June 19, 2003
Very clever,
Harry.
Now let's see you outlive Poirot and Marple
by William Wolff
The biggest
challenge facing J. K. Rowling is to beat Agatha Christie. For the immortal
Queen of Crime still holds one record that Rowling has been unable to break. In
Britain she sells more tapes and CDs than any other writer. Worldwide, Christie
has for decades outsold both Shakespeare and the Bible.
Yet one thing sadly eludes Christie: the cachet of “literature”. And if the Education Secretary can spare a moment from other activities, it is time he issued one more guideline to examination boards and told them to put Christie on every A‑level English syllabus.
It is only the stubborn snobbishness of those who criticise but cannot
create that denies Christie cultural worth. For she passes with shining honours
every objective test of literature.
In Jane Marple and Hercule Poirot she has created characters with a
vivid recognition factor.
In politics plotting may be low cunning, in literature it is high art.
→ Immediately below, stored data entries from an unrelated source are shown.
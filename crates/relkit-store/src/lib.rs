//! Program database for the dataset builder.
//!
//! A single SQLite file holds the incident history (`incident`,
//! `incident_detail`) and every survival dataset built from it
//! (`survival_dataset`, `survival_data`).

mod datasets;
mod db;
mod error;
mod incidents;
mod registry;
mod table_sink;

pub use datasets::DatasetSummary;
pub use db::ProgramDb;
pub use error::{Result, StoreError};
pub use table_sink::TableSink;
//! Logging infrastructure using `tracing` and `tracing-subscriber`.
//!
//! # Log Levels
//!
//! - `error`: run failures
//! - `warn`: skipped (inconsistent) incidents, one event each
//! - `info`: stage progress and dataset creation
//! - `debug`: per-stage counts and durations
//! - `trace`: unused
//!
//! Inconsistent-incident warnings are the detail a skipped-record notice
//! refers to, so `--log-file` keeps them even when stderr is noisy.

use std::fs::{File, OpenOptions};
use std::io::{self, Write};
use std::path::PathBuf;
use std::sync::{Arc, Mutex};

use tracing::level_filters::LevelFilter;
use tracing_subscriber::{
    EnvFilter,
    fmt::{self, MakeWriter},
    layer::SubscriberExt,
    util::SubscriberInitExt,
};

const CRATES: [&str; 6] = [
    "relkit_cli",
    "relkit_core",
    "relkit_ingest",
    "relkit_model",
    "relkit_output",
    "relkit_store",
];

/// Configuration for logging behavior.
#[derive(Debug, Clone)]
pub struct LogConfig {
    /// Maximum level for the relkit crates.
    pub level_filter: LevelFilter,
    /// Let `RUST_LOG` replace the default directives.
    pub use_env_filter: bool,
    /// Whether to include timestamps in log output.
    pub with_timestamps: bool,
    /// Whether to include target (module path) in log output.
    pub with_target: bool,
    /// Whether to record span close events (JSON format only).
    pub with_spans: bool,
    /// Whether to use ANSI colors in output.
    pub with_ansi: bool,
    pub format: LogFormat,
    /// Optional log file path, opened in append mode.
    pub log_file: Option<PathBuf>,
}

/// Log output format.
#[derive(Debug, Clone, Copy, Default, PartialEq, Eq)]
pub enum LogFormat {
    /// Human-readable pretty format with colors.
    #[default]
    Pretty,
    /// Compact single-line format.
    Compact,
    /// JSON format for machine parsing.
    Json,
}

impl Default for LogConfig {
    fn default() -> Self {
        Self {
            level_filter: LevelFilter::WARN,
            use_env_filter: true,
            with_timestamps: false,
            with_target: false,
            with_spans: true,
            with_ansi: true,
            format: LogFormat::default(),
            log_file: None,
        }
    }
}

impl LogConfig {
    #[must_use]
    pub fn with_level_filter(mut self, level_filter: LevelFilter) -> Self {
        self.level_filter = level_filter;
        self
    }

    #[must_use]
    pub fn with_format(mut self, format: LogFormat) -> Self {
        self.format = format;
        self
    }

    /// Set the log file path (writes to stderr when None).
    #[must_use]
    pub fn with_log_file(mut self, path: Option<PathBuf>) -> Self {
        self.log_file = path;
        self
    }

    /// Filter directives applied when `RUST_LOG` is not consulted.
    pub fn directives(&self) -> String {
        let level = self.level_filter.to_string().to_lowercase();
        let mut directives = vec!["warn".to_string()];
        directives.extend(CRATES.iter().map(|name| format!("{name}={level}")));
        directives.join(",")
    }
}

/// Initialize the global tracing subscriber. Call once at startup.
///
/// # Errors
///
/// Returns an error if the log file cannot be opened or a subscriber is
/// already installed.
pub fn init_logging(config: &LogConfig) -> io::Result<()> {
    if let Some(path) = &config.log_file {
        let file = OpenOptions::new().create(true).append(true).open(path)?;
        init_logging_with_writer(config, SharedFileWriter::new(file))
    } else {
        init_logging_with_writer(config, io::stderr)
    }
}

/// Initialize logging with a custom writer.
pub fn init_logging_with_writer<W>(config: &LogConfig, writer: W) -> io::Result<()>
where
    W: for<'writer> MakeWriter<'writer> + Send + Sync + 'static,
{
    let filter = build_env_filter(config);
    let result = match config.format {
        LogFormat::Json => {
            let layer = fmt::layer()
                .json()
                .with_writer(writer)
                .with_target(config.with_target)
                .with_span_events(if config.with_spans {
                    fmt::format::FmtSpan::CLOSE
                } else {
                    fmt::format::FmtSpan::NONE
                });
            tracing_subscriber::registry()
                .with(filter)
                .with(layer)
                .try_init()
        }
        LogFormat::Compact => {
            let layer = fmt::layer()
                .compact()
                .with_writer(writer)
                .with_ansi(config.with_ansi)
                .with_target(config.with_target);
            if config.with_timestamps {
                tracing_subscriber::registry()
                    .with(filter)
                    .with(layer)
                    .try_init()
            } else {
                tracing_subscriber::registry()
                    .with(filter)
                    .with(layer.without_time())
                    .try_init()
            }
        }
        LogFormat::Pretty => {
            let layer = fmt::layer()
                .with_writer(writer)
                .with_ansi(config.with_ansi)
                .with_target(config.with_target);
            if config.with_timestamps {
                tracing_subscriber::registry()
                    .with(filter)
                    .with(layer)
                    .try_init()
            } else {
                tracing_subscriber::registry()
                    .with(filter)
                    .with(layer.without_time())
                    .try_init()
            }
        }
    };
    result.map_err(io::Error::other)
}

#[derive(Clone)]
struct SharedFileWriter {
    file: Arc<Mutex<File>>,
}

impl SharedFileWriter {
    fn new(file: File) -> Self {
        Self {
            file: Arc::new(Mutex::new(file)),
        }
    }
}

struct SharedFileGuard {
    file: Arc<Mutex<File>>,
}

impl Write for SharedFileGuard {
    fn write(&mut self, buf: &[u8]) -> io::Result<usize> {
        let mut guard = self
            .file
            .lock()
            .map_err(|_| io::Error::other("log file lock poisoned"))?;
        guard.write(buf)
    }

    fn flush(&mut self) -> io::Result<()> {
        let mut guard = self
            .file
            .lock()
            .map_err(|_| io::Error::other("log file lock poisoned"))?;
        guard.flush()
    }
}

impl<'a> MakeWriter<'a> for SharedFileWriter {
    type Writer = SharedFileGuard;

    fn make_writer(&'a self) -> Self::Writer {
        SharedFileGuard {
            file: Arc::clone(&self.file),
        }
    }
}

fn build_env_filter(config: &LogConfig) -> EnvFilter {
    let fallback = || EnvFilter::new(config.directives());
    if config.use_env_filter {
        EnvFilter::try_from_default_env().unwrap_or_else(|_| fallback())
    } else {
        fallback()
    }
}
//! Interval censoring engine.
//!
//! Turns an ordered stream of incident records into interval-censored
//! survival records:
//!
//! - [`consistency`]: ordering predicate for two incidents of one unit
//! - [`builder`]: the single-pass censoring state machine
//! - [`sink`]: destination trait the builder writes through
//! - [`diagnostics`]: user-facing notice for skipped records

pub mod builder;
pub mod consistency;
pub mod diagnostics;
pub mod sink;

pub use builder::{
    BuildOutcome, ComparedRecord, IntervalBuilder, IntervalRule, SkipReason, SkippedRecord,
    Transition, build_intervals,
};
pub use consistency::is_inconsistent;
pub use diagnostics::{InconsistencyNotice, report};
pub use sink::SurvivalSink;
And Agatha Christie polished it to new heights of perfection. Every chapter,
sometimes every sentence, of her more than 70 novels presents surprise,
suspense and sleep deprivation, because even at three in the morning one cannot
put them down.
In her ceaseless creativity, she can lend charm to a council estate, and
charm is the most underrated of literary qualities.
Beyond that lies humour, and Christie is the most gentle but persistent
humorist.
Above all, Christie has durability, the ultimate in literary quality.
Twenty seven and a half years after her death, I can buy her books at every airport
and railway bookstall from Rouen to Rostock. Two new films will be in
production by the autumn, and in an era when the screen seems more important
then the page, her book sales refuse to go down below a yearly five million.
I am old enough to remember the days when no one could escape new books
by Elizabeth Bowen and Ivy Compton‑Burnett. But where are they today?
Long since expelled from Valhalla.
One of those empty pedestals must now go instantly to the writer of The
Mousetrap. And I am perfectly happy to
reserve the other one for J. K. Rowling. So long as in the next quarter
century she and Harry Potter can show a fraction of the durability of Miss Marple
and Agatha Mary Clarissa Christie. (adapted, 380 words)
Dame Agatha Mary Clarissa Christie (1890-1976) - J(oanne) K(athleen) Rowling (1965- ) author of the "Harry Potter"
books; cachet special mark of qualitiy; Elizabeth Bowen
(1899-1973) Irish novelist and
short-story writer; Ivy Compton‑Burnett (1884-1969), English
author of ironic novels about upper-class England - Valhalla here: a mythical hall for the famous
dead. The Mousetrap play by
Agatha Christie (and one of the most successful plays ever written).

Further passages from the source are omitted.